[Saved entries]
════════════════
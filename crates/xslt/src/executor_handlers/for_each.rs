use crate::ast::{Action, ActionId, Avt, SortSpec};
use crate::error::XsltError;
use crate::frame::{FrameState, NodeCursor, Outcome};
use crate::processor::Processor;
use crate::query_store::QueryId;
use crate::sort::{CaseOrder, DataType, SortKey, SortValue, sort_by_keys};
use crate::util::is_qname;
use trellis_xpath1::DataSourceNode;

pub(crate) fn handle_for_each<'s, 'a, 'o, N: DataSourceNode<'a> + 'a>(
    processor: &mut Processor<'s, 'a, 'o, N>,
    index: usize,
    select: QueryId,
    sorts: &[ActionId],
    body: ActionId,
) -> Result<Outcome, XsltError> {
    if matches!(processor.frames[index].state, FrameState::Start) {
        let nodes = processor.evaluate(index, select)?.into_node_set()?;
        let nodes = sort_nodes(processor, index, nodes, sorts)?;
        processor.frames[index].state = FrameState::Nodes(NodeCursor::new(nodes));
    }

    let FrameState::Nodes(cursor) = &mut processor.frames[index].state else {
        return Ok(Outcome::Finished);
    };
    let size = cursor.size();
    let Some((node, position)) = cursor.advance() else {
        return Ok(Outcome::Finished);
    };
    let mut frame = processor.frames[index].child(index, body);
    frame.node = node;
    frame.position = position;
    frame.size = size;
    frame.rule = None;
    processor.push_frame(frame);
    Ok(Outcome::Continue)
}

/// Orders `nodes` by the `xsl:sort` children of an instruction. Without any,
/// the nodes keep document order.
pub(crate) fn sort_nodes<'s, 'a, 'o, N: DataSourceNode<'a> + 'a>(
    processor: &Processor<'s, 'a, 'o, N>,
    index: usize,
    nodes: Vec<N>,
    sorts: &[ActionId],
) -> Result<Vec<N>, XsltError> {
    if sorts.is_empty() || nodes.len() < 2 {
        return Ok(nodes);
    }
    let stylesheet = processor.stylesheet;
    let specs: Vec<&SortSpec> = sorts
        .iter()
        .filter_map(|&id| match stylesheet.action(id) {
            Action::Sort(spec) => Some(spec),
            _ => None,
        })
        .collect();

    let mut keys = Vec::with_capacity(specs.len());
    for &spec in &specs {
        keys.push(sort_key(processor, index, spec)?);
    }

    let size = nodes.len();
    let mut values = Vec::with_capacity(size);
    for (i, &node) in nodes.iter().enumerate() {
        let mut row = Vec::with_capacity(specs.len());
        for (spec, key) in specs.iter().zip(&keys) {
            let value = processor.evaluate_at(index, spec.select, node, i + 1, size)?;
            row.push(match key.data_type {
                DataType::Text => SortValue::Text(value.to_string()),
                DataType::Number => SortValue::Number(value.to_number()),
            });
        }
        values.push(row);
    }
    Ok(sort_by_keys(nodes, values, &keys))
}

fn attribute<'s, 'a, 'o, N: DataSourceNode<'a> + 'a>(
    processor: &Processor<'s, 'a, 'o, N>,
    index: usize,
    avt: Option<&'s Avt>,
) -> Result<Option<String>, XsltError> {
    avt.map(|avt| processor.avt(index, avt).map(|v| v.trim().to_string()))
        .transpose()
}

fn sort_key<'s, 'a, 'o, N: DataSourceNode<'a> + 'a>(
    processor: &Processor<'s, 'a, 'o, N>,
    index: usize,
    spec: &'s SortSpec,
) -> Result<SortKey, XsltError> {
    // Unknown values are tolerated in forwards-compatible mode, and
    // prefixed data types are extensions this processor does not know.
    let lenient = |attr: &str, value: &str| -> Result<(), XsltError> {
        if spec.forwards_compatible || (value.contains(':') && is_qname(value)) {
            log::warn!("Ignoring unknown xsl:sort {} '{}'", attr, value);
            Ok(())
        } else {
            Err(XsltError::execution(format!("Invalid xsl:sort {} '{}'", attr, value)))
        }
    };

    let mut key = SortKey::default();
    if let Some(data_type) = attribute(processor, index, spec.data_type.as_ref())? {
        match data_type.as_str() {
            "text" => key.data_type = DataType::Text,
            "number" => key.data_type = DataType::Number,
            other => lenient("data-type", other)?,
        }
    }
    if let Some(order) = attribute(processor, index, spec.order.as_ref())? {
        match order.as_str() {
            "ascending" => key.descending = false,
            "descending" => key.descending = true,
            other => lenient("order", other)?,
        }
    }
    if let Some(case_order) = attribute(processor, index, spec.case_order.as_ref())? {
        match case_order.as_str() {
            "upper-first" => key.case_order = CaseOrder::UpperFirst,
            "lower-first" => key.case_order = CaseOrder::LowerFirst,
            other => lenient("case-order", other)?,
        }
    }
    key.lang = attribute(processor, index, spec.lang.as_ref())?;
    Ok(key)
}
//! Defines the core abstraction for a navigable, read-only source tree.
use std::hash::Hash;

/// A qualified name, consisting of an optional prefix and a local part.
#[derive(Debug, Clone, Copy, PartialEq, Eq, Hash)]
pub struct QName<'a> {
    pub prefix: Option<&'a str>,
    pub local_part: &'a str,
}

/// The type of a node in the source tree, aligned with the XPath 1.0 data model.
#[derive(Debug, Clone, Copy, PartialEq, Eq, Hash)]
pub enum NodeType {
    Root,
    Element,
    Attribute,
    Namespace,
    Text,
    Comment,
    ProcessingInstruction,
}

/// The universal contract for a node in a read-only, hierarchical source tree.
///
/// The expression engine and the transformation processor are written exclusively
/// against this trait. `Ord` must follow document order: a parent sorts before its
/// namespace nodes, which sort before its attributes, which sort before its children.
///
/// `'a` is the lifetime of the underlying document.
pub trait DataSourceNode<'a>:
    std::fmt::Debug + Clone + Copy + PartialEq + Eq + Hash + PartialOrd + Ord + 'a
{
    /// The type of the node (Element, Text, Attribute, etc.).
    fn node_type(&self) -> NodeType;

    /// The qualified name of the node. Returns `None` for unnamed node types such
    /// as text or the root. For a processing instruction this is its target, for a
    /// namespace node the local part is the declared prefix (empty for the default).
    fn name(&self) -> Option<QName<'a>>;

    /// The namespace URI of an element or attribute name.
    fn namespace_uri(&self) -> Option<&'a str> {
        None
    }

    /// The string value of the node, as defined by the XPath 1.0 `string()` function.
    fn string_value(&self) -> String;

    /// An iterator over the attribute nodes of this node.
    fn attributes(&self) -> Box<dyn Iterator<Item = Self> + 'a>;

    /// An iterator over the in-scope namespace nodes of an element.
    fn namespaces(&self) -> Box<dyn Iterator<Item = Self> + 'a> {
        Box::new(std::iter::empty())
    }

    /// An iterator over the child nodes of this node.
    fn children(&self) -> Box<dyn Iterator<Item = Self> + 'a>;

    /// The parent node. Attributes and namespace nodes report their owner element.
    fn parent(&self) -> Option<Self>;

    /// The root of the tree this node belongs to.
    fn root(&self) -> Self {
        let mut current = *self;
        while let Some(parent) = current.parent() {
            current = parent;
        }
        current
    }
}

/// In-memory trees for exercising the engine without an XML parser. Public so
/// downstream crates can reuse them in their own unit tests.
pub mod tests {
    use super::*;
    use std::cmp::Ordering;
    use std::hash::Hasher;

    #[derive(Debug, Clone)]
    struct Entry<'a> {
        node_type: NodeType,
        name: Option<QName<'a>>,
        namespace: Option<&'a str>,
        value: String,
        parent: Option<usize>,
        children: Vec<usize>,
        attributes: Vec<usize>,
        position: usize,
    }

    /// Nodes addressed by id. Ids are assigned by the caller; document order is
    /// derived from the parent/child links once the tree is complete.
    #[derive(Debug, Default)]
    pub struct MockTree<'a> {
        entries: Vec<Option<Entry<'a>>>,
    }

    #[derive(Debug, Clone, Copy)]
    pub struct MockNode<'a> {
        pub id: usize,
        pub tree: &'a MockTree<'a>,
    }

    impl<'a> MockTree<'a> {
        fn entry(&self, id: usize) -> Option<&Entry<'a>> {
            self.entries.get(id).and_then(Option::as_ref)
        }

        fn insert(&mut self, id: usize, node_type: NodeType, name: Option<QName<'a>>, value: &str) {
            if self.entries.len() <= id {
                self.entries.resize(id + 1, None);
            }
            self.entries[id] = Some(Entry {
                node_type,
                name,
                namespace: None,
                value: value.to_string(),
                parent: None,
                children: Vec::new(),
                attributes: Vec::new(),
                position: usize::MAX,
            });
        }

        fn attach(&mut self, parent: usize, child: usize, as_attribute: bool) {
            if let Some(Some(entry)) = self.entries.get_mut(child) {
                entry.parent = Some(parent);
            }
            if let Some(Some(entry)) = self.entries.get_mut(parent) {
                if as_attribute {
                    entry.attributes.push(child);
                } else {
                    entry.children.push(child);
                }
            }
        }

        /// Numbers every reachable node in document order, attributes right after their owner.
        fn number_nodes(&mut self) {
            let mut order = Vec::new();
            let mut pending = vec![0usize];
            while let Some(id) = pending.pop() {
                order.push(id);
                if let Some(entry) = self.entry(id) {
                    order.extend(entry.attributes.iter().copied());
                    pending.extend(entry.children.iter().rev());
                }
            }
            for (position, id) in order.into_iter().enumerate() {
                if let Some(Some(entry)) = self.entries.get_mut(id) {
                    entry.position = position;
                }
            }
        }
    }

    impl<'a> MockNode<'a> {
        fn entry(&self) -> &'a Entry<'a> {
            match self.tree.entry(self.id) {
                Some(entry) => entry,
                None => panic!("mock node {} does not exist", self.id),
            }
        }
    }

    impl PartialEq for MockNode<'_> {
        fn eq(&self, other: &Self) -> bool {
            self.id == other.id
        }
    }
    impl Eq for MockNode<'_> {}

    impl PartialOrd for MockNode<'_> {
        fn partial_cmp(&self, other: &Self) -> Option<Ordering> {
            Some(self.cmp(other))
        }
    }

    impl Ord for MockNode<'_> {
        fn cmp(&self, other: &Self) -> Ordering {
            self.entry().position.cmp(&other.entry().position)
        }
    }

    impl Hash for MockNode<'_> {
        fn hash<H: Hasher>(&self, state: &mut H) {
            self.id.hash(state);
        }
    }

    impl<'a> DataSourceNode<'a> for MockNode<'a> {
        fn node_type(&self) -> NodeType {
            self.entry().node_type
        }

        fn name(&self) -> Option<QName<'a>> {
            self.entry().name
        }

        fn namespace_uri(&self) -> Option<&'a str> {
            self.entry().namespace
        }

        fn string_value(&self) -> String {
            self.entry().value.clone()
        }

        fn attributes(&self) -> Box<dyn Iterator<Item = Self> + 'a> {
            let tree = self.tree;
            Box::new(self.entry().attributes.iter().map(move |&id| MockNode { id, tree }))
        }

        fn children(&self) -> Box<dyn Iterator<Item = Self> + 'a> {
            let tree = self.tree;
            Box::new(self.entry().children.iter().map(move |&id| MockNode { id, tree }))
        }

        fn parent(&self) -> Option<Self> {
            let tree = self.tree;
            self.entry().parent.map(|id| MockNode { id, tree })
        }
    }

    fn local(local_part: &str) -> Option<QName<'_>> {
        Some(QName {
            prefix: None,
            local_part,
        })
    }

    /// A small document exercising every node kind:
    ///
    /// ```text
    /// <root>                                       0
    ///   <para id="p1" xml:lang="en">Hello</para>   1, attributes 2 and 3, text 4
    ///   <!-- comment node -->                      8
    ///   <div/>                                     5
    ///   <?pi-target pi-value?>                     9
    ///   <para>World</para>                         6, text 7
    /// </root>
    /// ```
    pub fn create_test_tree<'a>() -> MockTree<'a> {
        let mut tree = MockTree::default();
        tree.insert(0, NodeType::Root, None, "HelloWorld");
        tree.insert(1, NodeType::Element, local("para"), "Hello");
        tree.insert(2, NodeType::Attribute, local("id"), "p1");
        tree.insert(
            3,
            NodeType::Attribute,
            Some(QName {
                prefix: Some("xml"),
                local_part: "lang",
            }),
            "en",
        );
        tree.insert(4, NodeType::Text, None, "Hello");
        tree.insert(5, NodeType::Element, local("div"), "");
        tree.insert(6, NodeType::Element, local("para"), "World");
        tree.insert(7, NodeType::Text, None, "World");
        tree.insert(8, NodeType::Comment, None, " comment node ");
        tree.insert(9, NodeType::ProcessingInstruction, local("pi-target"), "pi-value");
        if let Some(Some(lang)) = tree.entries.get_mut(3) {
            lang.namespace = Some("http://www.w3.org/XML/1998/namespace");
        }

        for child in [1, 8, 5, 9, 6] {
            tree.attach(0, child, false);
        }
        tree.attach(1, 2, true);
        tree.attach(1, 3, true);
        tree.attach(1, 4, false);
        tree.attach(6, 7, false);
        tree.number_nodes();
        tree
    }

    /// `<root><n>v0</n><n>v1</n>...</root>` with the elements numbered from 1.
    pub fn create_value_tree<'a>(values: &[&str]) -> MockTree<'a> {
        let mut tree = MockTree::default();
        tree.insert(0, NodeType::Root, None, &values.concat());
        for (i, value) in values.iter().enumerate() {
            tree.insert(i + 1, NodeType::Element, local("n"), value);
            tree.attach(0, i + 1, false);
        }
        tree.number_nodes();
        tree
    }

    #[test]
    fn mock_order_follows_document_order() {
        let tree = create_test_tree();
        let mut all: Vec<MockNode> = (0..10).map(|id| MockNode { id, tree: &tree }).collect();
        all.sort();
        let ids: Vec<usize> = all.into_iter().map(|n| n.id).collect();
        assert_eq!(ids, vec![0, 1, 2, 3, 4, 8, 5, 9, 6, 7]);
    }

    #[test]
    fn attributes_report_their_owner() {
        let tree = create_test_tree();
        let lang = MockNode { id: 3, tree: &tree };
        assert_eq!(lang.parent().map(|p| p.id), Some(1));
        assert_eq!(MockNode { id: 7, tree: &tree }.root().id, 0);
    }
}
════════════════
Show a copy of each line from the records above in which the string "this" occurs.

# SOLUTION BELOW
    // prefixed data types are extensions this processor does not know.
/// against this trait. `Ord` must follow document order: a parent sorts before its
    /// as text or the root. For a processing instruction this is its target, for a
    /// An iterator over the attribute nodes of this node.
    /// An iterator over the child nodes of this node.
    /// The root of the tree this node belongs to.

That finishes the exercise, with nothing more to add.